Read the lines below, and copy any that contain the string "same".

|---|

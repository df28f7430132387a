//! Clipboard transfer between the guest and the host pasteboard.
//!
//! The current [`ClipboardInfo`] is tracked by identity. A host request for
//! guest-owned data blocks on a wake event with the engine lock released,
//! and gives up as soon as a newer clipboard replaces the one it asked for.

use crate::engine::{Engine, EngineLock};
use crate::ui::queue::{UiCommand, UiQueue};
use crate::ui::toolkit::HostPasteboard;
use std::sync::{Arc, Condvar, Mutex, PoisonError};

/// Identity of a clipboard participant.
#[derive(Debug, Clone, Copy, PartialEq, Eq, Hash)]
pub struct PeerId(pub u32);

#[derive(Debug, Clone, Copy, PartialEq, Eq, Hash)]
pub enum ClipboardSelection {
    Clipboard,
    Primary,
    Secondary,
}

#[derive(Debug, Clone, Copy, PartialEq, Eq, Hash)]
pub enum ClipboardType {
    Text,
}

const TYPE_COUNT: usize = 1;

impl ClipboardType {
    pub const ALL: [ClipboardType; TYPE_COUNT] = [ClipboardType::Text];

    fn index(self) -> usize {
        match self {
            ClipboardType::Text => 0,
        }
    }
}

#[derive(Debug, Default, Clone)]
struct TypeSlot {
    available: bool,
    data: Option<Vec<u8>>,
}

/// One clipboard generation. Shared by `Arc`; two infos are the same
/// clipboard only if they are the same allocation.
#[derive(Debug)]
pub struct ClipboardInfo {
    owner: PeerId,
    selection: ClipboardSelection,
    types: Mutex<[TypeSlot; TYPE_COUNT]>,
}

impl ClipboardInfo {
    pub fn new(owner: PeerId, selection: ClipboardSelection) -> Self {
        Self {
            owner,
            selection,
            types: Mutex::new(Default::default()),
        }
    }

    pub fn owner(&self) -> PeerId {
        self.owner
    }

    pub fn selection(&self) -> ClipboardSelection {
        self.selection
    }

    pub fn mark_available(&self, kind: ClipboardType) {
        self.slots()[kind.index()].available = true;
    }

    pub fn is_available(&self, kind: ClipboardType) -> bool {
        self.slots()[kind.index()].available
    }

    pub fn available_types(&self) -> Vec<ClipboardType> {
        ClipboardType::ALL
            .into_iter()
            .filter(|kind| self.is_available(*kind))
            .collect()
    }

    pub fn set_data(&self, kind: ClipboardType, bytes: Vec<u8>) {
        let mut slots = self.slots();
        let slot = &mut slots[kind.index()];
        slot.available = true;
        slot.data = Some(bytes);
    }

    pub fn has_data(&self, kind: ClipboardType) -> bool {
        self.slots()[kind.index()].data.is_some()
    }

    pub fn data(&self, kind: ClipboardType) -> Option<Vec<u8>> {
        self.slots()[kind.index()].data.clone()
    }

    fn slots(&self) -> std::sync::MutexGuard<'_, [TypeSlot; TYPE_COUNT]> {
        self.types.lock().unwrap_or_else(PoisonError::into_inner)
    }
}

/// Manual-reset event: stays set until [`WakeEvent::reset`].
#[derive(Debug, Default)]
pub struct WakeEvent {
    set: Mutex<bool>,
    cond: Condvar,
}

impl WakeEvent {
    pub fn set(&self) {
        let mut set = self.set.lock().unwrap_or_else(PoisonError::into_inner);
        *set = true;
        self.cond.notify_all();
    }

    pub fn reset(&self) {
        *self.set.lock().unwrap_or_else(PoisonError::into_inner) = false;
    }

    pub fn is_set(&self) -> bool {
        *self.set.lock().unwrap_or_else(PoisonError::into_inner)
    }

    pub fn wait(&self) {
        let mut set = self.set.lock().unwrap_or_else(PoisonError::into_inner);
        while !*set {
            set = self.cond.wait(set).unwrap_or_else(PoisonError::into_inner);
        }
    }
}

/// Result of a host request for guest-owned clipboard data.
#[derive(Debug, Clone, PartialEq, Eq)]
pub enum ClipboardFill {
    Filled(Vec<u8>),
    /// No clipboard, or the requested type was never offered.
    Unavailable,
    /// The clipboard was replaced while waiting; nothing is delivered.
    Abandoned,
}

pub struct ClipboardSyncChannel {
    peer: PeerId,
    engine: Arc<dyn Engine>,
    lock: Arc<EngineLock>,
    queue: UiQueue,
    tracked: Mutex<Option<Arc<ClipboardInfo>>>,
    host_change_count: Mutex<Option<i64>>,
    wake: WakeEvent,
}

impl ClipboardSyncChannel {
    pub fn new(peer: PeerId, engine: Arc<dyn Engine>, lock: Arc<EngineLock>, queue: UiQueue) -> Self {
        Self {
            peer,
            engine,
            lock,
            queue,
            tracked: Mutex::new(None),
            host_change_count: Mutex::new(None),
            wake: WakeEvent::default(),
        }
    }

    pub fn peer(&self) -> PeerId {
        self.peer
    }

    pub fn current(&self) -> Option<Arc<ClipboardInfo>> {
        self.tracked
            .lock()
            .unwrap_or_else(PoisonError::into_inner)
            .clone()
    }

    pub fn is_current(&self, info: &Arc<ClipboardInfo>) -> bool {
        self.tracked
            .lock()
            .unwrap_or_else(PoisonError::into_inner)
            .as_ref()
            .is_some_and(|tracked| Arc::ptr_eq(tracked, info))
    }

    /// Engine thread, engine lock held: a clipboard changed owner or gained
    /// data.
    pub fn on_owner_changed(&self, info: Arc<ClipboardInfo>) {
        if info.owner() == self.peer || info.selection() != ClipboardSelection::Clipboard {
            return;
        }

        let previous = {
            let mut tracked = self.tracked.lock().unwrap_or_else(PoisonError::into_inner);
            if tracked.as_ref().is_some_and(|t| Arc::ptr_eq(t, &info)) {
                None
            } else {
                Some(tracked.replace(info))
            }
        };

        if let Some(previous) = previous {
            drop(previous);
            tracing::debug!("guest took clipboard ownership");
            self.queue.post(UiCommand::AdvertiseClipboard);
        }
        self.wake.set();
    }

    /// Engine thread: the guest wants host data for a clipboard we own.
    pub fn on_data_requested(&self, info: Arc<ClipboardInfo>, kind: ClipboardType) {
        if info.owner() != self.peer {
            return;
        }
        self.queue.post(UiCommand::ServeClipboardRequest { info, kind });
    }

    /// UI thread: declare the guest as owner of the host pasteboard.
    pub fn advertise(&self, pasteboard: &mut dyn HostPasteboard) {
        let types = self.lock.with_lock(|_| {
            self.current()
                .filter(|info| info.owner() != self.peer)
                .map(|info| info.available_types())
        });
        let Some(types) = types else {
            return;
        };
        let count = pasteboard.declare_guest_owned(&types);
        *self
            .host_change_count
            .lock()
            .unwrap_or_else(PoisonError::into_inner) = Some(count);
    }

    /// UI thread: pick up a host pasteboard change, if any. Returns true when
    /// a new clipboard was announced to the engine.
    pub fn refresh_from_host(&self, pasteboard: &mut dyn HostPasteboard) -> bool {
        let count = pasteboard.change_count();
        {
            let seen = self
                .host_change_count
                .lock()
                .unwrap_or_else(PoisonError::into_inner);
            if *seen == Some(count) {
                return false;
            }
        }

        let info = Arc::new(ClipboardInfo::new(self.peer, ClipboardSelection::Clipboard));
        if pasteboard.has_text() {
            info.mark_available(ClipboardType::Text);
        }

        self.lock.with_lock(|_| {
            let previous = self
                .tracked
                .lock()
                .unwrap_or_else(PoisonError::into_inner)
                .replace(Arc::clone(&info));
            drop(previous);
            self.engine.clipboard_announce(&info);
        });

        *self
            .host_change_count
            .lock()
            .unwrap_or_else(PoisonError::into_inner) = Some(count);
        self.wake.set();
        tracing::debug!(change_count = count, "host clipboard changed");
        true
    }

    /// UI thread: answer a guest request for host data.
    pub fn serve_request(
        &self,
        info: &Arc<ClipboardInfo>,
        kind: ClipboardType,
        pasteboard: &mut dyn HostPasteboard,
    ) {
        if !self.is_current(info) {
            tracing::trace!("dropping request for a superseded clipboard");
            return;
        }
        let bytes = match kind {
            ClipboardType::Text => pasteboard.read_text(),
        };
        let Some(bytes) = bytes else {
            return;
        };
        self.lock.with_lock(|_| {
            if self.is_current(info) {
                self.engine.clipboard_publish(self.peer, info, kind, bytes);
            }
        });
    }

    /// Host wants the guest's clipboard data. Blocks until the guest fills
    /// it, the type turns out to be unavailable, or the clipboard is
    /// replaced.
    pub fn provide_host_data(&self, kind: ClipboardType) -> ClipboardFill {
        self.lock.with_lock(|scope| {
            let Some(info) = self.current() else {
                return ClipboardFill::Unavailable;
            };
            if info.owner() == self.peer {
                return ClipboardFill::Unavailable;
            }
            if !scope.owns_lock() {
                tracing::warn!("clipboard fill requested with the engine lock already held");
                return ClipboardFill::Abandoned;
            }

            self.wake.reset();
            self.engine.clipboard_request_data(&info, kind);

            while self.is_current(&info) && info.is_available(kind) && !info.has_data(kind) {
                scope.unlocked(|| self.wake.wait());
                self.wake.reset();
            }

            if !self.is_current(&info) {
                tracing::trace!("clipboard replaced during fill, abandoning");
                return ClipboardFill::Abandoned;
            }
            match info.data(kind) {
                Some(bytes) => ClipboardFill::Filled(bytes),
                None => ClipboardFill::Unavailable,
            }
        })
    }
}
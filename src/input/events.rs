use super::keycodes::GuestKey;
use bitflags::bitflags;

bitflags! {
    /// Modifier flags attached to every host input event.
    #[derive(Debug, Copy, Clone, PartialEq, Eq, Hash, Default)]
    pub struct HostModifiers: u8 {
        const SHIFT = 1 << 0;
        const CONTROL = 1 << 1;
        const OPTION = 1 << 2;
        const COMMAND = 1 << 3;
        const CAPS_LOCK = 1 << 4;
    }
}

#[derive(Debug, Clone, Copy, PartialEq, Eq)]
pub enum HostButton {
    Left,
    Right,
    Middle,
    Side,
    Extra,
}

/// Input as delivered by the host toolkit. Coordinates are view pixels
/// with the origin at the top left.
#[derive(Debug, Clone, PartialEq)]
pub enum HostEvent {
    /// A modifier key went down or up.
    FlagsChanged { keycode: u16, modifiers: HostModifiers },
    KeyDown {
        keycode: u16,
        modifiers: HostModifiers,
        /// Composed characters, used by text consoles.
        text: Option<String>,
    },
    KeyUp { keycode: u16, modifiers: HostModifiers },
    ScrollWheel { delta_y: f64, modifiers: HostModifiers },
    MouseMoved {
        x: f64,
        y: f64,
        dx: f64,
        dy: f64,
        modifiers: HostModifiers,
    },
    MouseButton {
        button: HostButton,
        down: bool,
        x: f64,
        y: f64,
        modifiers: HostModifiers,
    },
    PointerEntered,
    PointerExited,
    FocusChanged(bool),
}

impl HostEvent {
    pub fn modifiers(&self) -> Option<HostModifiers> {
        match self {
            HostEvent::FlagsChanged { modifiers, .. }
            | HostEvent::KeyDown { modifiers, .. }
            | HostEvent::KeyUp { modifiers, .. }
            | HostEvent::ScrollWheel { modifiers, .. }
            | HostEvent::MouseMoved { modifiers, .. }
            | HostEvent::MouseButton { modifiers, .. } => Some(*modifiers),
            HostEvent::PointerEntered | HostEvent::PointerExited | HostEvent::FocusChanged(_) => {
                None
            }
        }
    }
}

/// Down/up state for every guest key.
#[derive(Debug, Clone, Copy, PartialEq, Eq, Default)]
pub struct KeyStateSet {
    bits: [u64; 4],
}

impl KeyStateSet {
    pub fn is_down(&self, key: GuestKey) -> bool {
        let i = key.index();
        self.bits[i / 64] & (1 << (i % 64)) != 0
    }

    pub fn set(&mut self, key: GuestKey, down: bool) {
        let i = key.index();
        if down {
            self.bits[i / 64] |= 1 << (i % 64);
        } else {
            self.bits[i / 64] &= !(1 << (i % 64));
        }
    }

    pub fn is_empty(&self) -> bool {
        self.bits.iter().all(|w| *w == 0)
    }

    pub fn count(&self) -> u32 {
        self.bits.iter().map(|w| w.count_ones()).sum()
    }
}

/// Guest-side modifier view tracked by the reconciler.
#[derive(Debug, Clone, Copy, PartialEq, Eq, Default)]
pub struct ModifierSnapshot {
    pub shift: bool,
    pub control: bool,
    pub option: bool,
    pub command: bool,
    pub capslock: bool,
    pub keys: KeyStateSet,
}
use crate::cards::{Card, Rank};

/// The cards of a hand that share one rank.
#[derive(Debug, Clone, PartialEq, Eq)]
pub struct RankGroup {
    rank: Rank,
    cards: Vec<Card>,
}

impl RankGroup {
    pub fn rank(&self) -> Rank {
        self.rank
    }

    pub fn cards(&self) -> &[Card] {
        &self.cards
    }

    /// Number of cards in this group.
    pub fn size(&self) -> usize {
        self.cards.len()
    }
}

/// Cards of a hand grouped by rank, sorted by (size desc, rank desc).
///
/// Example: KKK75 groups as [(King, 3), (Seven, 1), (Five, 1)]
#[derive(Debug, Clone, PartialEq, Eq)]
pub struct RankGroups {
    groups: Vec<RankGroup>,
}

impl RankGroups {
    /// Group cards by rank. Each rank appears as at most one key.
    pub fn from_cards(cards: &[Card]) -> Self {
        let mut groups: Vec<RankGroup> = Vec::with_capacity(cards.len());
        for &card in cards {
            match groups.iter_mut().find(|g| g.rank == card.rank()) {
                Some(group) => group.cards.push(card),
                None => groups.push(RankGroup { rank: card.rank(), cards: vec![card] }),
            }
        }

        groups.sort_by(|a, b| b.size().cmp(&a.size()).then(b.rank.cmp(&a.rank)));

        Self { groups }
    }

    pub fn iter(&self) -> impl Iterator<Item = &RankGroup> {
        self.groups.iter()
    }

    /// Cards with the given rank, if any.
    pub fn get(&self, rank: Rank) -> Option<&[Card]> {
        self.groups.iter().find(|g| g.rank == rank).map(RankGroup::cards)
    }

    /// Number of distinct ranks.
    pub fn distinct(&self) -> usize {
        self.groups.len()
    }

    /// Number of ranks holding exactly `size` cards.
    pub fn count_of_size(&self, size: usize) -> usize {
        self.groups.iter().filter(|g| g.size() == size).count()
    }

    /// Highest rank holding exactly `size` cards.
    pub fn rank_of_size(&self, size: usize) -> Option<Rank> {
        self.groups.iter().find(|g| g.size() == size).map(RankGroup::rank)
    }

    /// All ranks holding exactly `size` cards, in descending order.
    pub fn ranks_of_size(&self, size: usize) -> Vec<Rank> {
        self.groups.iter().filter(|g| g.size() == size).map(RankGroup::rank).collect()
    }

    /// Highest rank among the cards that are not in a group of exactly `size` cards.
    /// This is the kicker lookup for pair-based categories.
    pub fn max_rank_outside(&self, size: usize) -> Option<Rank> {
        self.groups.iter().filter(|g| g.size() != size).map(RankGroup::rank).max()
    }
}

|---|

SOLUTION BELOW |
/// One clipboard generation. Shared by `Arc`; two infos are the same
/// clipboard only if they are the same allocation.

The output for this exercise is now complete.